'Normalising' Dublin drops down real estate investment ranking
Dublin has slipped in a ranking of European cities with the best prospect of rising real estate markets.
The annual forecast of over 800 real estate professionals in Europe by PwC and the Urban Land Institute found that the capital's infrastructure was seen to be failing to keep pace with growth.
The report cited seven years of "almost no domestic investment in new infrastructure".
However respondents, who included investors, developers, lenders, and consultants, see the private rental sector and student housing as a huge opportunity for investment in the next three to five years.
Dublin's ranking as a real estate prospect has fallen to seventh position from fourth in Europe last year, and from the number three slot two years ago.
"The report puts context on what is happening in our city. Investors are looking beyond traditional investing and at student accommodation and build-to-rent properties," said Joanne Kelly, PwC Ireland's real estate leader.
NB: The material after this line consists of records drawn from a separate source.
//! Manifest data model and content-addressed backup ids
//!
//! A manifest's id is the SHA-256 hex digest of its canonical JSON form
//! (keys sorted, no whitespace) with `backup_id` set to null. Recomputing the
//! id and comparing it with the stored one detects tampering or corruption.

use std::collections::BTreeMap;
use std::fmt;
use std::str::FromStr;

use chrono::{SecondsFormat, Utc};
use serde::{Deserialize, Serialize};
use serde_json::Value;

use crate::error::{BackupError, BackupResult};
use crate::file_io::sha256_hex;

/// Manifest format version
pub const MANIFEST_VERSION: &str = "1.0";

/// Whether a backup carries the whole tree or only changes against its parent
#[derive(Debug, Clone, Copy, PartialEq, Eq, Hash, Serialize, Deserialize, Default)]
#[serde(rename_all = "lowercase")]
pub enum BackupMode {
    #[default]
    Full,
    Incremental,
}

impl fmt::Display for BackupMode {
    fn fmt(&self, f: &mut fmt::Formatter<'_>) -> fmt::Result {
        match self {
            Self::Full => write!(f, "full"),
            Self::Incremental => write!(f, "incremental"),
        }
    }
}

impl FromStr for BackupMode {
    type Err = BackupError;

    fn from_str(s: &str) -> Result<Self, Self::Err> {
        match s.to_lowercase().as_str() {
            "full" => Ok(Self::Full),
            "incremental" => Ok(Self::Incremental),
            other => Err(BackupError::Validation(format!(
                "Unknown backup mode '{}' (expected full or incremental)",
                other
            ))),
        }
    }
}

/// One regular file captured by a manifest
#[derive(Debug, Clone, PartialEq, Serialize, Deserialize)]
pub struct FileRecord {
    /// Path relative to the source root, `/`-separated
    pub relative_path: String,
    pub size: u64,
    /// Hex SHA-256 of the file contents
    pub sha256: String,
    /// Platform mode bits
    pub permissions: u32,
    /// Modification time, epoch seconds
    pub modified_at: f64,
}

/// Declarative description of one file-tree snapshot
#[derive(Debug, Clone, PartialEq, Serialize, Deserialize)]
pub struct Manifest {
    pub version: String,
    pub os_name: String,
    #[serde(rename = "runtime_id", alias = "python_version")]
    pub runtime_id: String,
    pub architecture: String,
    /// ISO-8601 UTC timestamp
    pub created_at: String,
    #[serde(default)]
    pub backup_mode: BackupMode,
    #[serde(default)]
    pub files: Vec<FileRecord>,
    #[serde(default)]
    pub parent_backup_id: Option<String>,
    #[serde(default)]
    pub backup_id: Option<String>,
}

impl Manifest {
    /// Create an unsealed manifest stamped with the current platform and time
    pub fn new(mode: BackupMode, files: Vec<FileRecord>, parent_backup_id: Option<String>) -> Self {
        Self {
            version: MANIFEST_VERSION.to_string(),
            os_name: std::env::consts::OS.to_string(),
            runtime_id: format!("termbackup {} (rust)", env!("CARGO_PKG_VERSION")),
            architecture: std::env::consts::ARCH.to_string(),
            created_at: Utc::now().to_rfc3339_opts(SecondsFormat::Micros, false),
            backup_mode: mode,
            files,
            parent_backup_id,
            backup_id: None,
        }
    }

    /// Sort the file list and stamp the content-addressed id
    pub fn seal(mut self) -> BackupResult<Self> {
        self.files
            .sort_by(|a, b| a.relative_path.cmp(&b.relative_path));
        self.backup_id = Some(self.compute_id()?);
        Ok(self)
    }

    /// Keep only the files matching `keep`, then re-seal
    pub fn narrow<F>(mut self, keep: F) -> BackupResult<Self>
    where
        F: FnMut(&FileRecord) -> bool,
    {
        self.files.retain(keep);
        self.seal()
    }

    /// Canonical JSON with `backup_id` nulled: the id preimage
    pub fn canonical_json(&self) -> BackupResult<String> {
        let mut value = serde_json::to_value(self)?;
        canonical_id_preimage(&mut value)
    }

    /// SHA-256 hex of the canonical JSON
    pub fn compute_id(&self) -> BackupResult<String> {
        Ok(sha256_hex(self.canonical_json()?.as_bytes()))
    }

    /// The stored id, or an integrity error for an unsealed manifest
    pub fn id(&self) -> BackupResult<&str> {
        self.backup_id
            .as_deref()
            .ok_or_else(|| BackupError::Integrity("Manifest has no backup_id".into()))
    }

    /// Whether the stored id matches a recomputation
    pub fn verify_id(&self) -> BackupResult<bool> {
        Ok(self.id()? == self.compute_id()?)
    }

    /// Serialize for embedding in an archive payload (compact, keys sorted)
    pub fn to_json(&self) -> BackupResult<String> {
        let value = serde_json::to_value(self)?;
        Ok(serde_json::to_string(&value)?)
    }

    pub fn from_json(raw: &str) -> BackupResult<Self> {
        serde_json::from_str(raw)
            .map_err(|e| BackupError::Json(format!("Invalid manifest: {}", e)))
    }

    /// Files keyed by relative path
    pub fn file_map(&self) -> BTreeMap<&str, &FileRecord> {
        self.files
            .iter()
            .map(|f| (f.relative_path.as_str(), f))
            .collect()
    }

    pub fn total_size(&self) -> u64 {
        self.files.iter().map(|f| f.size).sum()
    }
}

/// Recompute an id straight from a stored manifest document
///
/// Works on the raw JSON so documents written by other versions (e.g. with a
/// `python_version` key) verify against the bytes they were hashed from.
pub fn id_from_raw_json(raw: &str) -> BackupResult<(Option<String>, String)> {
    let mut value: Value = serde_json::from_str(raw)
        .map_err(|e| BackupError::Json(format!("Invalid manifest: {}", e)))?;
    let stored = value
        .get("backup_id")
        .and_then(Value::as_str)
        .map(str::to_string);
    let canonical = canonical_id_preimage(&mut value)?;
    Ok((stored, sha256_hex(canonical.as_bytes())))
}

fn canonical_id_preimage(value: &mut Value) -> BackupResult<String> {
    let object = value
        .as_object_mut()
        .ok_or_else(|| BackupError::Json("Manifest is not a JSON object".into()))?;
    object.insert("backup_id".to_string(), Value::Null);
    // serde_json's default map is ordered by key
    Ok(serde_json::to_string(value)?)
}
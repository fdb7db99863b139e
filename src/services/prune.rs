//! Retention enforcement
//!
//! Drops every entry the policy selects from the ledger, then deletes its
//! blob. A blob that survives is reported as orphaned; the ledger never
//! points at a deleted blob. A failure on one entry is logged and the loop
//! moves on.

use serde_json::json;
use tracing::{info, info_span, warn};

use super::repository::BackupRepository;
use crate::audit::{Operation, Status};
use crate::error::BackupResult;
use crate::events::BackupEvent;
use crate::retention::RetentionPolicy;

/// Result of a pruning pass
#[derive(Debug, Default, Clone, PartialEq, Eq)]
pub struct PruneReport {
    /// Short ids of removed backups
    pub pruned: Vec<String>,
    /// Short id and error text for entries that could not be removed
    pub failed: Vec<(String, String)>,
    /// Blobs whose ledger entry is gone but which could not be deleted
    pub orphaned: Vec<String>,
}

impl PruneReport {
    pub fn is_empty(&self) -> bool {
        self.pruned.is_empty() && self.failed.is_empty() && self.orphaned.is_empty()
    }
}

/// Service for retention enforcement
pub struct PruneService<'a> {
    repo: &'a BackupRepository,
}

impl<'a> PruneService<'a> {
    pub fn new(repo: &'a BackupRepository) -> Self {
        Self { repo }
    }

    /// Entries the policy would remove, without touching anything
    pub fn plan(&self, policy: &RetentionPolicy) -> BackupResult<Vec<crate::ledger::LedgerEntry>> {
        let entries = self.repo.ledger().list()?;
        Ok(policy.select_for_pruning(&entries))
    }

    /// Apply the policy; `profile` labels the audit record
    pub fn enforce(&self, policy: &RetentionPolicy, profile: &str) -> BackupResult<PruneReport> {
        let _span = info_span!("prune", repo = %self.repo.repo()).entered();

        let doomed = self.plan(policy)?;
        let mut report = PruneReport::default();
        if doomed.is_empty() {
            return Ok(report);
        }

        info!(count = doomed.len(), "Pruning old backups");
        let ledger = self.repo.ledger();

        for entry in &doomed {
            if let Err(e) = ledger.remove(&entry.id) {
                warn!(backup = entry.short_id(), error = %e, "Failed to prune backup");
                report.failed.push((entry.short_id().to_string(), e.to_string()));
                continue;
            }
            report.pruned.push(entry.short_id().to_string());

            match self.repo.store().delete_blob(self.repo.repo(), &entry.filename) {
                Ok(()) => info!(backup = entry.short_id(), file = %entry.filename, "Removed"),
                Err(e) if e.is_not_found() => {
                    info!(backup = entry.short_id(), file = %entry.filename, "Removed, blob was already gone")
                }
                Err(e) => {
                    warn!(file = %entry.filename, error = %e, "Ledger entry removed but blob is orphaned");
                    report.orphaned.push(entry.filename.clone());
                }
            }
        }

        let clean = report.failed.is_empty() && report.orphaned.is_empty();
        let status = match (report.pruned.is_empty(), clean) {
            (_, true) => Status::Success,
            (false, false) => Status::Partial,
            (true, false) => Status::Failure,
        };
        self.repo.audit(
            Operation::Prune,
            profile,
            status,
            json!({
                "pruned": report.pruned,
                "failed": report.failed.len(),
                "orphaned": report.orphaned,
            }),
        );
        if !report.pruned.is_empty() {
            self.repo.publish(&BackupEvent::Pruned {
                repo: self.repo.repo().to_string(),
                backup_ids: report.pruned.clone(),
            });
        }

        Ok(report)
    }
}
Dublin is also viewed as one of the cities likely to benefit from Brexit. In terms of the people and institutions investing in infrastructure here, there are fewer US private equity capital buyers and increasing amounts of institutional money, largely from Europe.
"The report highlights that Dublin is settling into a new phase as a normalised, mature and safe market to invest in after years as an opportunistic investing story.
"The make-up of buyers is changing accordingly - fewer US private equity capital and much more institutional money, largely from Europe, especially from Germany, France, Switzerland and the UK," Ms Kelly said.
But industry experts did note their concerns about the potential negative effects if the UK were to go into recession as a result of Brexit, particularly on the Irish tourism sector.
Looking beyond Ireland, for the fourth year in a row, Berlin has taken the top spot in Emerging Trends city rankings, further establishing its dominance in the European property market.
Frankfurt, which is seen by many as the main competition to Dublin in attracting companies looking for a European alternative to London, has risen to second place after a year of solid growth, much of which has come from the financial sector following the Brexit vote.
Tied for second spot with Frankfurt is Copenhagen, which has a booming residential market that it capturing the attention of the international real estate industry. Munich and Madrid complete the top five cities for property investment and development in a good performance overall by German cities.
However London was ranked only 27th in the report, behind a number of other UK cities including Manchester, Birmingham, and Edinburgh, with the industry experts taking a "dim view" of the city's prospects on account of Brexit.
"London's lower ranking is largely because of the uncertainty around Brexit, however there is a lot of Asian capital still flowing in and London is still seen as the financial capital of Europe," Ms Kelly told the Irish Independent.
Overall the property industry is cautiously optimistic about its European business prospects in 2018.
Around half of respondents predict that profits and head-counts will increase next year, while 42pc expect an increase in business confidence - up 10pc on last year.